▸ The problem
Look through the lines below for the word "bump", and copy every line that has it.

Dataset records
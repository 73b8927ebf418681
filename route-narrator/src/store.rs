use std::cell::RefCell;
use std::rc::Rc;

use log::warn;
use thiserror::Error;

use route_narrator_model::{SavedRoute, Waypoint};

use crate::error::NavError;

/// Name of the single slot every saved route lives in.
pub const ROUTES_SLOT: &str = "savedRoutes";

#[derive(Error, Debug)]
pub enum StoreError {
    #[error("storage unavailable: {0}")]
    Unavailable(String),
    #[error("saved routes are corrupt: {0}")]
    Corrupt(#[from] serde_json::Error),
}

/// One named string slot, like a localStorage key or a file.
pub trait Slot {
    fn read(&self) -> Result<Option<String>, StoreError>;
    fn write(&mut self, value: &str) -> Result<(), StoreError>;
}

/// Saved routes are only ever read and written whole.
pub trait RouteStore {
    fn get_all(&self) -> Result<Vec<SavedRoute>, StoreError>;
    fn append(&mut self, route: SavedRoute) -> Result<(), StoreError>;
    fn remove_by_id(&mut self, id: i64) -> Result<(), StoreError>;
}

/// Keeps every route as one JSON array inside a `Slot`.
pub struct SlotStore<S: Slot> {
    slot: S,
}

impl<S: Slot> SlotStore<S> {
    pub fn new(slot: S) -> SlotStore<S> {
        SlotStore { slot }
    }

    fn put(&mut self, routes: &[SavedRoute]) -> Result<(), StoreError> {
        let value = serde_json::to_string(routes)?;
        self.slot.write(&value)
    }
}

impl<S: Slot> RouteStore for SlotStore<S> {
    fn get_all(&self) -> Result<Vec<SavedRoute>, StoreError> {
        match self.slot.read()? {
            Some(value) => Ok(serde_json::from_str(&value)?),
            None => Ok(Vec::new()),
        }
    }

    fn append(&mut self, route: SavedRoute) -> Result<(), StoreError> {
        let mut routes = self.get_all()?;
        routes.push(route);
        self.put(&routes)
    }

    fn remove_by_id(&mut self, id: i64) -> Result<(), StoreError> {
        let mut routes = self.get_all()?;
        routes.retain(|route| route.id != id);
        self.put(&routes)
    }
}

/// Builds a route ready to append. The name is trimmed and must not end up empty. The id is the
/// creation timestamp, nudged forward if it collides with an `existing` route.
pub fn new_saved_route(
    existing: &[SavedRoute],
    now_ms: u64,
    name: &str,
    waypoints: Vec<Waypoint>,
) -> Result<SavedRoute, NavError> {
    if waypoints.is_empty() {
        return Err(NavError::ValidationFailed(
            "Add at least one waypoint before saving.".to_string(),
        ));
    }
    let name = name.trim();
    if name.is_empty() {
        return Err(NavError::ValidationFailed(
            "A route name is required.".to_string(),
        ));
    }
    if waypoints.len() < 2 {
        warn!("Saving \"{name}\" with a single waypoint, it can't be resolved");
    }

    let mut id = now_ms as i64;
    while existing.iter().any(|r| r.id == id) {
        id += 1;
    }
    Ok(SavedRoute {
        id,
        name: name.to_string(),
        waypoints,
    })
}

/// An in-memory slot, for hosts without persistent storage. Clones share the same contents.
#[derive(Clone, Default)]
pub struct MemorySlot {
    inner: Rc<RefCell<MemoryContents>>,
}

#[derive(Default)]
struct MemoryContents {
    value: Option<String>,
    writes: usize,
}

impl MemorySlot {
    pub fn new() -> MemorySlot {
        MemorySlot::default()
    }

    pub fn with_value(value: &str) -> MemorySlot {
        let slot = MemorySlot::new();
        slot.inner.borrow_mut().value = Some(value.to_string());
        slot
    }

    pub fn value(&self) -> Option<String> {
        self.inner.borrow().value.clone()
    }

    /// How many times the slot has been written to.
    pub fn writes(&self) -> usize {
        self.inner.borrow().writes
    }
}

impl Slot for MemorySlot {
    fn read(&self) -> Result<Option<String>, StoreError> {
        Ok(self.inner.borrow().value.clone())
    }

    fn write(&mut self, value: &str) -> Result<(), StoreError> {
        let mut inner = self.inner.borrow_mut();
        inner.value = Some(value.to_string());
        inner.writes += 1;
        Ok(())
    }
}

...

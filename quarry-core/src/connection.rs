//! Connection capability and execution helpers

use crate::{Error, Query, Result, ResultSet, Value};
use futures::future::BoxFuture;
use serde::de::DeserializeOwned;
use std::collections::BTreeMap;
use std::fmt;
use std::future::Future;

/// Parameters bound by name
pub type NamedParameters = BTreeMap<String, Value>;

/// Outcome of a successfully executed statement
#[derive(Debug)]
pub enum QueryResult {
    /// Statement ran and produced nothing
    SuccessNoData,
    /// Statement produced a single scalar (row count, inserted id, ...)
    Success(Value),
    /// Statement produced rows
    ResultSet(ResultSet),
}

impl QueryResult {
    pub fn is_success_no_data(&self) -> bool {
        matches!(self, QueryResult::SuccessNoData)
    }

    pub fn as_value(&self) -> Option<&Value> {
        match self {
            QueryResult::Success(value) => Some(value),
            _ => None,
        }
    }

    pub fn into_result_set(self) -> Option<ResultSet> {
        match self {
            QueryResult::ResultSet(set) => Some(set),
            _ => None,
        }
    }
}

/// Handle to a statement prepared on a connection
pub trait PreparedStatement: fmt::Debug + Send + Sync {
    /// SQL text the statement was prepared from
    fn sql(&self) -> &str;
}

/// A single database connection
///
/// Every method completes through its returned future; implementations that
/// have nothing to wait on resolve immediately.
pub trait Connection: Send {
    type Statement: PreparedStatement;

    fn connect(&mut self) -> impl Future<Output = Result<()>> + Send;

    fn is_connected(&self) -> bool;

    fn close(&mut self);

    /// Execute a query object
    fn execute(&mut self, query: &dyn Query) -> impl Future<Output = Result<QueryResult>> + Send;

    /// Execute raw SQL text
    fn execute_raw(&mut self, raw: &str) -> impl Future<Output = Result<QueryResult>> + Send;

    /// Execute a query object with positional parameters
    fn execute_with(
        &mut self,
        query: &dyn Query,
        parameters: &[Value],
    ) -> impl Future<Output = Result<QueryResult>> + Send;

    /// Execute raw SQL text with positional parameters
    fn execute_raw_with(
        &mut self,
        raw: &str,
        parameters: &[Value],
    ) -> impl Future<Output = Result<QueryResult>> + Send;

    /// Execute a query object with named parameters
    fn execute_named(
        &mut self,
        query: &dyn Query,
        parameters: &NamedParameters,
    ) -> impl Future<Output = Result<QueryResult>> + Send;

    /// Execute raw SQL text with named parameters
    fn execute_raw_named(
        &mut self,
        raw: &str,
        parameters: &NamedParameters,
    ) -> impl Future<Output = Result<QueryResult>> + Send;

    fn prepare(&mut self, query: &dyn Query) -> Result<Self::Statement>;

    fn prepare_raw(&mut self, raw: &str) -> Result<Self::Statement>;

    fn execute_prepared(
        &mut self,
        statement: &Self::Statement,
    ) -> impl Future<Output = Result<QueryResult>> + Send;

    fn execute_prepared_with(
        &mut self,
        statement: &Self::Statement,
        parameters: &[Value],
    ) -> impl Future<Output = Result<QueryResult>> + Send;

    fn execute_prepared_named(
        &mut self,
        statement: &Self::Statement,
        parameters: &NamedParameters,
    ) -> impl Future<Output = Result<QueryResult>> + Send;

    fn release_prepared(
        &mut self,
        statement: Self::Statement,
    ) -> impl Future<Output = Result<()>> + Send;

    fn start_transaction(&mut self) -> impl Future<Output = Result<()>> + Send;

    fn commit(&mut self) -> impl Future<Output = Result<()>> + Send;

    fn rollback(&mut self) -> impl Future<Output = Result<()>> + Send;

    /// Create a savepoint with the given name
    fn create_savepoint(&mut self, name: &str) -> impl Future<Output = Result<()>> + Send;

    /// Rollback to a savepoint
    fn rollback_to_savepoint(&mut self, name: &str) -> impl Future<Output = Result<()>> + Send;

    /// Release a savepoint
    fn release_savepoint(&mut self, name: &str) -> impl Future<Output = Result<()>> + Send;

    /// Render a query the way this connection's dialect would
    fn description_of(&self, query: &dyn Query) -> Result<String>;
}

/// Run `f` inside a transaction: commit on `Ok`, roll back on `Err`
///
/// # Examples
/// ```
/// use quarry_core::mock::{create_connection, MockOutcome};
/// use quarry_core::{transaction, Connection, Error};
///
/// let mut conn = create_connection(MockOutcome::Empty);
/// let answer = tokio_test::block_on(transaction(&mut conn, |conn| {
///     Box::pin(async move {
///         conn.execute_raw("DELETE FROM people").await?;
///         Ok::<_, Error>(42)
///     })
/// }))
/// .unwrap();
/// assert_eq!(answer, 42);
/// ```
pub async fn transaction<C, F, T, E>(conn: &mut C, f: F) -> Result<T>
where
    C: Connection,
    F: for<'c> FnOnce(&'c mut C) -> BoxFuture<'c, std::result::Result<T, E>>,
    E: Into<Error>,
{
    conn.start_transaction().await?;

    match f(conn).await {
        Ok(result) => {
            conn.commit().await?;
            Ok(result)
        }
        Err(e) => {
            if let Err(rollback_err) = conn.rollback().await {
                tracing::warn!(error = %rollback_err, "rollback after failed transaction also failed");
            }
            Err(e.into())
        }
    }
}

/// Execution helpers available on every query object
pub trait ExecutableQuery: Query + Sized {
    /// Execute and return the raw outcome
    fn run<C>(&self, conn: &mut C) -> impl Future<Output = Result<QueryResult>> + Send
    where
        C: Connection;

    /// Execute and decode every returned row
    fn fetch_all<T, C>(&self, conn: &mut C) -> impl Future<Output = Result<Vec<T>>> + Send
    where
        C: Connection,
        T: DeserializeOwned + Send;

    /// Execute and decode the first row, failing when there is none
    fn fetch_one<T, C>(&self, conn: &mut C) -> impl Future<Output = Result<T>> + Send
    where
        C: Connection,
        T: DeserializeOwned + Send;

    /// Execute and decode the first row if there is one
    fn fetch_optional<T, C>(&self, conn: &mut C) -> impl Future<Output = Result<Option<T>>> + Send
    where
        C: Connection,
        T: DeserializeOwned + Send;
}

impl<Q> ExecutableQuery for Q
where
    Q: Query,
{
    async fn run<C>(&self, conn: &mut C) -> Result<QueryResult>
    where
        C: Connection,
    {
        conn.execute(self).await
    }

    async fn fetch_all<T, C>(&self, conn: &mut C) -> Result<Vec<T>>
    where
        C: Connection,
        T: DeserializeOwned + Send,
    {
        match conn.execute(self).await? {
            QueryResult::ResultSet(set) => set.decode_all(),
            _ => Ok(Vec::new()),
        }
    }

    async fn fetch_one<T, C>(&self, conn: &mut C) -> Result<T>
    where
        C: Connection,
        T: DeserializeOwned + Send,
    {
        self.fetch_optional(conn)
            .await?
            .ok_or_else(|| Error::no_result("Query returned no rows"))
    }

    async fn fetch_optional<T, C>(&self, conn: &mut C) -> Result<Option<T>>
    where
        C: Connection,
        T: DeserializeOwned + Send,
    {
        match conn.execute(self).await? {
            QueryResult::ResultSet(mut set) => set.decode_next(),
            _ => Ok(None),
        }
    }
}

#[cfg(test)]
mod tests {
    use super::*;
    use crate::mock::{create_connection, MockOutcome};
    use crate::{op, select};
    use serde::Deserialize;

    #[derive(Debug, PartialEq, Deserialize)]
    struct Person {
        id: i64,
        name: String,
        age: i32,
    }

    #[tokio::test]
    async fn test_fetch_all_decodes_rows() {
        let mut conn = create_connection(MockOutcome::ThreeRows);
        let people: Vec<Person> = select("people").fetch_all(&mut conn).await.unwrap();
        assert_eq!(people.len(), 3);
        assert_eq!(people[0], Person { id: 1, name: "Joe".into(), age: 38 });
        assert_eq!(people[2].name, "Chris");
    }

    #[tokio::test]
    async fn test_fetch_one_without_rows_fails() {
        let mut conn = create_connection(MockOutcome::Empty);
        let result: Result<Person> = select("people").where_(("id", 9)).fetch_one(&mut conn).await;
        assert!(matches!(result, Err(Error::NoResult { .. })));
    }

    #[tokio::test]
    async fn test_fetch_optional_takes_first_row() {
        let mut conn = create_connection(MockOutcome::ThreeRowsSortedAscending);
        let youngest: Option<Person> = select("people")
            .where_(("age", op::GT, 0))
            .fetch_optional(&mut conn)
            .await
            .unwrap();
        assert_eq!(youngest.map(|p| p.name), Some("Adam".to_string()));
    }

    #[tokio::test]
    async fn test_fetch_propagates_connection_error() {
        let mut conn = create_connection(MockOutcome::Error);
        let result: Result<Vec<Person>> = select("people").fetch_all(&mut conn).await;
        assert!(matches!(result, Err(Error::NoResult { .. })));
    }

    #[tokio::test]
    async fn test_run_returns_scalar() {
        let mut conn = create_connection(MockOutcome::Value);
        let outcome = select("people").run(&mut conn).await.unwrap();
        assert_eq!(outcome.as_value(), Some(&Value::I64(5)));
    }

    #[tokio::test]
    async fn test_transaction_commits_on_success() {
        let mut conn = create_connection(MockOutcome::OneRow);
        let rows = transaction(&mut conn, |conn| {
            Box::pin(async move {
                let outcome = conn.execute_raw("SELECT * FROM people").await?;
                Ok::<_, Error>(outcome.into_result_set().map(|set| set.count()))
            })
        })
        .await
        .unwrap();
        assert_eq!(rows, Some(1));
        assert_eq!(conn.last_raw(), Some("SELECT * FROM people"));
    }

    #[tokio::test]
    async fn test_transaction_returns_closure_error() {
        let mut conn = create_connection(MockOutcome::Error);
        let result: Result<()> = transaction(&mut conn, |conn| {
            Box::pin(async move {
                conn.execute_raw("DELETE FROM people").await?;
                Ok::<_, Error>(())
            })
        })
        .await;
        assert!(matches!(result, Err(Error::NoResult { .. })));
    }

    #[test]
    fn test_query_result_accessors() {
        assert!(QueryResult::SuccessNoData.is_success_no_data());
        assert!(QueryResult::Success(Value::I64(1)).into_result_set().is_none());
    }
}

==

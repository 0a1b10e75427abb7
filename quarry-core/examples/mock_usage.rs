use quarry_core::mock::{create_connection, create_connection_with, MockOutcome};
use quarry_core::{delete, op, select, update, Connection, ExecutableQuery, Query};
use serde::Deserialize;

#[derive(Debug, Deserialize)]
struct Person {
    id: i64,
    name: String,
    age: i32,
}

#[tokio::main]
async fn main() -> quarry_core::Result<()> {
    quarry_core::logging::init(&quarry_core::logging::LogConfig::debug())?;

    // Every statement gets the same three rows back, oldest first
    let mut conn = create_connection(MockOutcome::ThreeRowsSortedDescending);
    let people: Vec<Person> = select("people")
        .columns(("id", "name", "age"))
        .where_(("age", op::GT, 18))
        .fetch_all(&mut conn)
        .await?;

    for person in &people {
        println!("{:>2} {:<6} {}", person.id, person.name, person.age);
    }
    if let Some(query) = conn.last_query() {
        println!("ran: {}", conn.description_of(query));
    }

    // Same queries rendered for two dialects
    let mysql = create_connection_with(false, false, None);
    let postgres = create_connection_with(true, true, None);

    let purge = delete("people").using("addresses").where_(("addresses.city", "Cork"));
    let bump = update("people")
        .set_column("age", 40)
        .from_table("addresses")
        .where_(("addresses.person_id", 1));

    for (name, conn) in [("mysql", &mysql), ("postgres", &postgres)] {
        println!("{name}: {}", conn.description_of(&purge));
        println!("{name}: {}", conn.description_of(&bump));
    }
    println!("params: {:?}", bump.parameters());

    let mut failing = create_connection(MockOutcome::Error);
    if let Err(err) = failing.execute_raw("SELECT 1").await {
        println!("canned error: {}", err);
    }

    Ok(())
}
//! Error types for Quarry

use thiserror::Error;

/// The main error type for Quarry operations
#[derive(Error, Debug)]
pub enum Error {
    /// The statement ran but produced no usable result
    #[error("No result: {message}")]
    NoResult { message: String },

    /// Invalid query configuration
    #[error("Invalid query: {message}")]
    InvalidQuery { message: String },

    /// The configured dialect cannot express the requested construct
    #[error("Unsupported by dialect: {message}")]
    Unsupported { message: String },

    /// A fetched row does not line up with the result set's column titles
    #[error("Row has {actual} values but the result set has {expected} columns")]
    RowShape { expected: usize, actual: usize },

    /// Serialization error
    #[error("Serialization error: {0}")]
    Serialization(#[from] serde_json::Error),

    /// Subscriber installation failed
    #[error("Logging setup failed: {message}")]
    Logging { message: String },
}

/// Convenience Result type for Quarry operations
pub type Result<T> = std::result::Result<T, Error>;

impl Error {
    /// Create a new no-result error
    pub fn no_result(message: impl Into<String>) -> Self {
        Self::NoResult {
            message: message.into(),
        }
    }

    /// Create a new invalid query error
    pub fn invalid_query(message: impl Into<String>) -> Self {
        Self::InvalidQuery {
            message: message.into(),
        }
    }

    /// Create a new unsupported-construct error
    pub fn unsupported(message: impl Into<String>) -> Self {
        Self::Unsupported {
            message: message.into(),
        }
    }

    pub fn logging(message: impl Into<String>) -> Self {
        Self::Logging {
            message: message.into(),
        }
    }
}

▸ Reply
    let bump = update("people")
        println!("{name}: {}", conn.description_of(&bump));
    println!("params: {:?}", bump.parameters());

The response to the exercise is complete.